SOURCE DATA:
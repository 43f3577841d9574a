use std::fmt;
use std::future::Future;
use std::pin::Pin;

use bytes::Bytes;
use futures_util::Stream;
use url::Url;

/// A boxed stream type for HTTP response bodies.
pub type BoxStream<'a, T> = Pin<Box<dyn Stream<Item = T> + Send + 'a>>;

/// The parts of a response the fetcher looks at.
pub struct HttpResponse<E> {
    pub status: u16,
    /// Raw `Location` header, if any.
    pub location: Option<String>,
    pub body: BoxStream<'static, Result<Bytes, E>>,
}

impl<E> fmt::Debug for HttpResponse<E> {
    fn fmt(&self, f: &mut fmt::Formatter<'_>) -> fmt::Result {
        f.debug_struct("HttpResponse")
            .field("status", &self.status)
            .field("location", &self.location)
            .field("body", &"{ ... }")
            .finish()
    }
}

/// Asynchronous HTTP client abstraction.
///
/// Implementations issue exactly one GET per call and must NOT follow
/// redirects themselves; the fetcher counts and follows them.
///
/// # Implementations
///
/// - [`ReqwestClient`]: Production implementation using `reqwest`
/// - Mock implementations for testing
pub trait HttpClient: Send + Sync {
    /// Transport-level error type.
    type Error: std::error::Error + Send + Sync + 'static;

    /// Send a GET request and return the status, redirect target and body stream.
    ///
    /// # Errors
    ///
    /// Returns an error for connection-level failures only. Non-2xx statuses
    /// are reported through [`HttpResponse::status`].
    fn get(
        &self,
        url: &Url,
    ) -> impl Future<Output = Result<HttpResponse<Self::Error>, Self::Error>> + Send;
}

#[cfg(feature = "reqwest")]
mod reqwest_impl {
    use super::*;
    use futures_util::StreamExt;

    /// Production HTTP client implementation using reqwest.
    #[derive(Debug, Clone)]
    pub struct ReqwestClient {
        client: reqwest::Client,
    }

    impl ReqwestClient {
        /// Create a client with automatic redirects disabled.
        pub fn new() -> Result<Self, reqwest::Error> {
            let client = reqwest::Client::builder()
                .redirect(reqwest::redirect::Policy::none())
                .user_agent(concat!("remora/", env!("CARGO_PKG_VERSION")))
                .build()?;
            Ok(Self { client })
        }
    }

    impl HttpClient for ReqwestClient {
        type Error = reqwest::Error;

        async fn get(&self, url: &Url) -> Result<HttpResponse<Self::Error>, Self::Error> {
            let response = self.client.get(url.clone()).send().await?;
            let status = response.status().as_u16();
            let location = response
                .headers()
                .get(reqwest::header::LOCATION)
                .and_then(|v| v.to_str().ok())
                .map(str::to_owned);
            let body = response.bytes_stream().map(|chunk| chunk.map(Bytes::from));

            Ok(HttpResponse {
                status,
                location,
                body: Box::pin(body),
            })
        }
    }
}

#[cfg(feature = "reqwest")]
pub use reqwest_impl::ReqwestClient;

REQUIRED WORK: Go through the material and write each line out again exactly.

ANSWER TO THE PROBLEM:
repository 43f3577841d9574a
use std::fmt;
use std::future::Future;
use std::pin::Pin;

use bytes::Bytes;
use futures_util::Stream;
use url::Url;

/// A boxed stream type for HTTP response bodies.
pub type BoxStream<'a, T> = Pin<Box<dyn Stream<Item = T> + Send + 'a>>;

/// The parts of a response the fetcher looks at.
pub struct HttpResponse<E> {
    pub status: u16,
    /// Raw `Location` header, if any.
    pub location: Option<String>,
    pub body: BoxStream<'static, Result<Bytes, E>>,
}

impl<E> fmt::Debug for HttpResponse<E> {
    fn fmt(&self, f: &mut fmt::Formatter<'_>) -> fmt::Result {
        f.debug_struct("HttpResponse")
            .field("status", &self.status)
            .field("location", &self.location)
            .field("body", &"{ ... }")
            .finish()
    }
}

/// Asynchronous HTTP client abstraction.
///
/// Implementations issue exactly one GET per call and must NOT follow
/// redirects themselves; the fetcher counts and follows them.
///
/// # Implementations
///
/// - [`ReqwestClient`]: Production implementation using `reqwest`
/// - Mock implementations for testing
pub trait HttpClient: Send + Sync {
    /// Transport-level error type.
    type Error: std::error::Error + Send + Sync + 'static;

    /// Send a GET request and return the status, redirect target and body stream.
    ///
    /// # Errors
    ///
    /// Returns an error for connection-level failures only. Non-2xx statuses
    /// are reported through [`HttpResponse::status`].
    fn get(
        &self,
        url: &Url,
    ) -> impl Future<Output = Result<HttpResponse<Self::Error>, Self::Error>> + Send;
}

#[cfg(feature = "reqwest")]
mod reqwest_impl {
    use super::*;
    use futures_util::StreamExt;

    /// Production HTTP client implementation using reqwest.
    #[derive(Debug, Clone)]
    pub struct ReqwestClient {
        client: reqwest::Client,
    }

    impl ReqwestClient {
        /// Create a client with automatic redirects disabled.
        pub fn new() -> Result<Self, reqwest::Error> {
            let client = reqwest::Client::builder()
                .redirect(reqwest::redirect::Policy::none())
                .user_agent(concat!("remora/", env!("CARGO_PKG_VERSION")))
                .build()?;
            Ok(Self { client })
        }
    }

    impl HttpClient for ReqwestClient {
        type Error = reqwest::Error;

        async fn get(&self, url: &Url) -> Result<HttpResponse<Self::Error>, Self::Error> {
            let response = self.client.get(url.clone()).send().await?;
            let status = response.status().as_u16();
            let location = response
                .headers()
                .get(reqwest::header::LOCATION)
                .and_then(|v| v.to_str().ok())
                .map(str::to_owned);
            let body = response.bytes_stream().map(|chunk| chunk.map(Bytes::from));

            Ok(HttpResponse {
                status,
                location,
                body: Box::pin(body),
            })
        }
    }
}

#[cfg(feature = "reqwest")]
pub use reqwest_impl::ReqwestClient;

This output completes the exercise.